Leónidas leyó la carta dos veces del principio al fin, sin interrumpirse. Luego se la volvió a guardar cuidadosamente en el bolsillo, como algo muy valioso. Se sentía tan débil y exhausto que no encontró la energía suficiente para abrir la puerta y salir de su calabozo. Absurdamente superflua le pareció en ese momento su fuga infantil a aquel angustiante cuartucho. No hubiera tenido por qué esconderle esa carta a Amelie con tanto miedo. Hubiera podido dejarla allí abierta, o bien entregársela tranquilamente por encima de la mesa. Era a la vez la carta más artera e inocente del mundo. Cada mes le llegaban centenares de esas solicitudes de protección e intervención. Y, no obstante, de aquellas líneas breves y precisas emanaban una distancia, una frialdad y una circunspección tan calculada que Leónidas se sintió moralmente disminuido. Quién sabe si el día del Juicio Final nos encontraremos con un alegato igualmente insidioso y ponderado, sólo accesible al acreedor y al deudor, al asesino y a la víctima, pero que a todos los demás les parecerá insignificante, y, debido a ese ocultamiento, le resultará doblemente terrible al interesado. ¡Sabe Dios a qué ocurrencias y corazonadas absurdas puede sucumbir un circunspecto funcionario estatal en un luminoso día de octubre! ¿Cómo así surgió de pronto la idea del Juicio Final en un cerebro normalmente tan limpio? Leónidas ya se sabía la carta de memoria. «Es, distinguido señor, incumbencia de la Sección que usted dirige». ¡Así es: distinguido señor! «Considero un deber recurrir a usted en este caso para mí extremadamente importante». El estilo sobrio de una solicitud. Y, sin embargo, para el que sabía, para el culpable, era una frase que unía la dureza del mármol a la delicada finura de una telaraña. «El joven le hará en ese caso una visita de cortesía cuando usted lo disponga y le dará la información necesaria». ¡Información necesaria! Estas dos palabras abrían bruscamente un abismo al tiempo que lo ocultaban. Ningún especialista en Derecho público, ningún jurista de la Corona hubiera tenido por qué avergonzarse de su despiadada ambigüedad.

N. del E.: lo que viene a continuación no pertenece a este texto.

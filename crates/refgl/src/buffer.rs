//! # Buffer Objects
//!
//! Byte storage behind buffer handles, and the binding targets a buffer
//! can be attached to.

use alloc::collections::TryReserveError;
use alloc::vec::Vec;

use refgl_core::enums::*;
use refgl_core::{GLenum, Handle};

/// Handle to a [`DataBuffer`]
pub type BufferHandle = Handle<DataBuffer>;

// =============================================================================
// TARGETS & USAGE
// =============================================================================

/// Buffer binding target
#[derive(Debug, Clone, Copy, PartialEq, Eq, Hash)]
pub enum BufferTarget {
    /// `GL_ARRAY_BUFFER`
    Array,
    /// `GL_ELEMENT_ARRAY_BUFFER`, stored in the bound vertex array
    ElementArray,
    /// `GL_COPY_READ_BUFFER`
    CopyRead,
    /// `GL_COPY_WRITE_BUFFER`
    CopyWrite,
    /// `GL_PIXEL_PACK_BUFFER`
    PixelPack,
    /// `GL_PIXEL_UNPACK_BUFFER`
    PixelUnpack,
    /// `GL_TRANSFORM_FEEDBACK_BUFFER`
    TransformFeedback,
    /// `GL_UNIFORM_BUFFER`
    Uniform,
}

impl BufferTarget {
    /// Every target that lives in context state (element array excluded)
    pub const CONTEXT_TARGETS: [Self; 7] = [
        Self::Array,
        Self::CopyRead,
        Self::CopyWrite,
        Self::PixelPack,
        Self::PixelUnpack,
        Self::TransformFeedback,
        Self::Uniform,
    ];

    /// Parse a GL target
    pub fn from_gl(target: GLenum) -> Option<Self> {
        Some(match target {
            GL_ARRAY_BUFFER => Self::Array,
            GL_ELEMENT_ARRAY_BUFFER => Self::ElementArray,
            GL_COPY_READ_BUFFER => Self::CopyRead,
            GL_COPY_WRITE_BUFFER => Self::CopyWrite,
            GL_PIXEL_PACK_BUFFER => Self::PixelPack,
            GL_PIXEL_UNPACK_BUFFER => Self::PixelUnpack,
            GL_TRANSFORM_FEEDBACK_BUFFER => Self::TransformFeedback,
            GL_UNIFORM_BUFFER => Self::Uniform,
            _ => return None,
        })
    }

    /// GL enum
    pub const fn to_gl(self) -> GLenum {
        match self {
            Self::Array => GL_ARRAY_BUFFER,
            Self::ElementArray => GL_ELEMENT_ARRAY_BUFFER,
            Self::CopyRead => GL_COPY_READ_BUFFER,
            Self::CopyWrite => GL_COPY_WRITE_BUFFER,
            Self::PixelPack => GL_PIXEL_PACK_BUFFER,
            Self::PixelUnpack => GL_PIXEL_UNPACK_BUFFER,
            Self::TransformFeedback => GL_TRANSFORM_FEEDBACK_BUFFER,
            Self::Uniform => GL_UNIFORM_BUFFER,
        }
    }

    /// Target matching a `*_BUFFER_BINDING` query
    pub fn from_binding_query(pname: GLenum) -> Option<Self> {
        Some(match pname {
            GL_ARRAY_BUFFER_BINDING => Self::Array,
            GL_ELEMENT_ARRAY_BUFFER_BINDING => Self::ElementArray,
            GL_COPY_READ_BUFFER_BINDING => Self::CopyRead,
            GL_COPY_WRITE_BUFFER_BINDING => Self::CopyWrite,
            GL_PIXEL_PACK_BUFFER_BINDING => Self::PixelPack,
            GL_PIXEL_UNPACK_BUFFER_BINDING => Self::PixelUnpack,
            GL_TRANSFORM_FEEDBACK_BUFFER_BINDING => Self::TransformFeedback,
            GL_UNIFORM_BUFFER_BINDING => Self::Uniform,
            _ => return None,
        })
    }
}

/// Buffer usage hint
#[derive(Debug, Clone, Copy, PartialEq, Eq, Hash, Default)]
pub enum BufferUsage {
    /// Written once by the application, drawn a few times
    StreamDraw,
    /// Written once by GL, read a few times
    StreamRead,
    /// Written once by GL, drawn a few times
    StreamCopy,
    /// Written once by the application, drawn many times
    #[default]
    StaticDraw,
    /// Written once by GL, read many times
    StaticRead,
    /// Written once by GL, drawn many times
    StaticCopy,
    /// Rewritten by the application, drawn many times
    DynamicDraw,
    /// Rewritten by GL, read many times
    DynamicRead,
    /// Rewritten by GL, drawn many times
    DynamicCopy,
}

impl BufferUsage {
    /// Parse a GL usage enum
    pub fn from_gl(usage: GLenum) -> Option<Self> {
        Some(match usage {
            GL_STREAM_DRAW => Self::StreamDraw,
            GL_STREAM_READ => Self::StreamRead,
            GL_STREAM_COPY => Self::StreamCopy,
            GL_STATIC_DRAW => Self::StaticDraw,
            GL_STATIC_READ => Self::StaticRead,
            GL_STATIC_COPY => Self::StaticCopy,
            GL_DYNAMIC_DRAW => Self::DynamicDraw,
            GL_DYNAMIC_READ => Self::DynamicRead,
            GL_DYNAMIC_COPY => Self::DynamicCopy,
            _ => return None,
        })
    }

    /// GL enum
    pub const fn to_gl(self) -> GLenum {
        match self {
            Self::StreamDraw => GL_STREAM_DRAW,
            Self::StreamRead => GL_STREAM_READ,
            Self::StreamCopy => GL_STREAM_COPY,
            Self::StaticDraw => GL_STATIC_DRAW,
            Self::StaticRead => GL_STATIC_READ,
            Self::StaticCopy => GL_STATIC_COPY,
            Self::DynamicDraw => GL_DYNAMIC_DRAW,
            Self::DynamicRead => GL_DYNAMIC_READ,
            Self::DynamicCopy => GL_DYNAMIC_COPY,
        }
    }
}

// =============================================================================
// DATA BUFFER
// =============================================================================

/// Source of a whole-buffer upload
#[derive(Debug, Clone, Copy)]
pub enum BufferData<'a> {
    /// Allocate `size` zeroed bytes
    Size(isize),
    /// Copy these bytes
    Bytes(&'a [u8]),
}

/// Buffer object storage
#[derive(Debug, Clone, Default, PartialEq, Eq)]
pub struct DataBuffer {
    data: Vec<u8>,
    usage: BufferUsage,
}

impl DataBuffer {
    /// Create an empty buffer
    pub fn new() -> Self {
        Self::default()
    }

    /// Reallocate as `size` zeroed bytes. The old contents survive a failed
    /// allocation.
    pub fn set_storage(&mut self, size: usize) -> Result<(), TryReserveError> {
        let mut data = Vec::new();
        data.try_reserve_exact(size)?;
        data.resize(size, 0);
        self.data = data;
        Ok(())
    }

    /// Replace contents. The old contents survive a failed allocation.
    pub fn set_data(&mut self, bytes: &[u8]) -> Result<(), TryReserveError> {
        let mut data = Vec::new();
        data.try_reserve_exact(bytes.len())?;
        data.extend_from_slice(bytes);
        self.data = data;
        Ok(())
    }

    /// Overwrite a range in place. The range must lie inside the buffer.
    pub fn set_sub_data(&mut self, offset: usize, bytes: &[u8]) {
        self.data[offset..offset + bytes.len()].copy_from_slice(bytes);
    }

    /// Size in bytes
    pub fn size(&self) -> usize {
        self.data.len()
    }

    /// Usage hint from the last upload
    pub fn usage(&self) -> BufferUsage {
        self.usage
    }

    pub(crate) fn set_usage(&mut self, usage: BufferUsage) {
        self.usage = usage;
    }

    /// Contents
    pub fn data(&self) -> &[u8] {
        &self.data
    }

    /// Mutable contents
    pub fn data_mut(&mut self) -> &mut [u8] {
        &mut self.data
    }
}

#[cfg(test)]
mod tests {
    use super::*;

    #[test]
    fn test_storage_and_sub_data() {
        let mut buffer = DataBuffer::new();
        assert_eq!(buffer.size(), 0);

        assert!(buffer.set_storage(8).is_ok());
        assert_eq!(buffer.data(), &[0; 8]);

        buffer.set_sub_data(2, &[1, 2, 3]);
        assert_eq!(buffer.data(), &[0, 0, 1, 2, 3, 0, 0, 0]);

        assert!(buffer.set_data(&[9, 9]).is_ok());
        assert_eq!(buffer.size(), 2);
    }

    #[test]
    fn test_failed_storage_keeps_contents() {
        let mut buffer = DataBuffer::new();
        assert!(buffer.set_data(&[1, 2, 3]).is_ok());
        assert!(buffer.set_storage(isize::MAX as usize).is_err());
        assert_eq!(buffer.data(), &[1, 2, 3]);
    }

    #[test]
    fn test_target_parsing() {
        assert_eq!(BufferTarget::from_gl(GL_ARRAY_BUFFER), Some(BufferTarget::Array));
        assert_eq!(BufferTarget::from_gl(GL_TEXTURE_2D), None);
        for target in BufferTarget::CONTEXT_TARGETS {
            assert_eq!(BufferTarget::from_gl(target.to_gl()), Some(target));
        }
        assert_eq!(BufferUsage::from_gl(GL_DYNAMIC_COPY), Some(BufferUsage::DynamicCopy));
        assert_eq!(BufferUsage::from_gl(GL_FLOAT), None);
    }
}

Leónidas estaba aturdido. Tras una eternidad de dieciocho años la verdad había alcanzado al que se creía protegido por todas partes. Ya no le quedaba escapatoria ni posibilidad de marcha atrás. Ya no podía sustraerse a esa verdad a la que se había abierto en un instante de debilidad. El mundo se había transformado a fondo para él, y él para el mundo. Las consecuencias de esa transformación eran imprevisibles y él lo sabía, aunque su espíritu acosado no pudiera aún medirlas. ¡Una inocua solicitud! Pero en esa inocua solicitud Vera le había hecho saber que tenía un hijo adulto y que ese hijo era de él.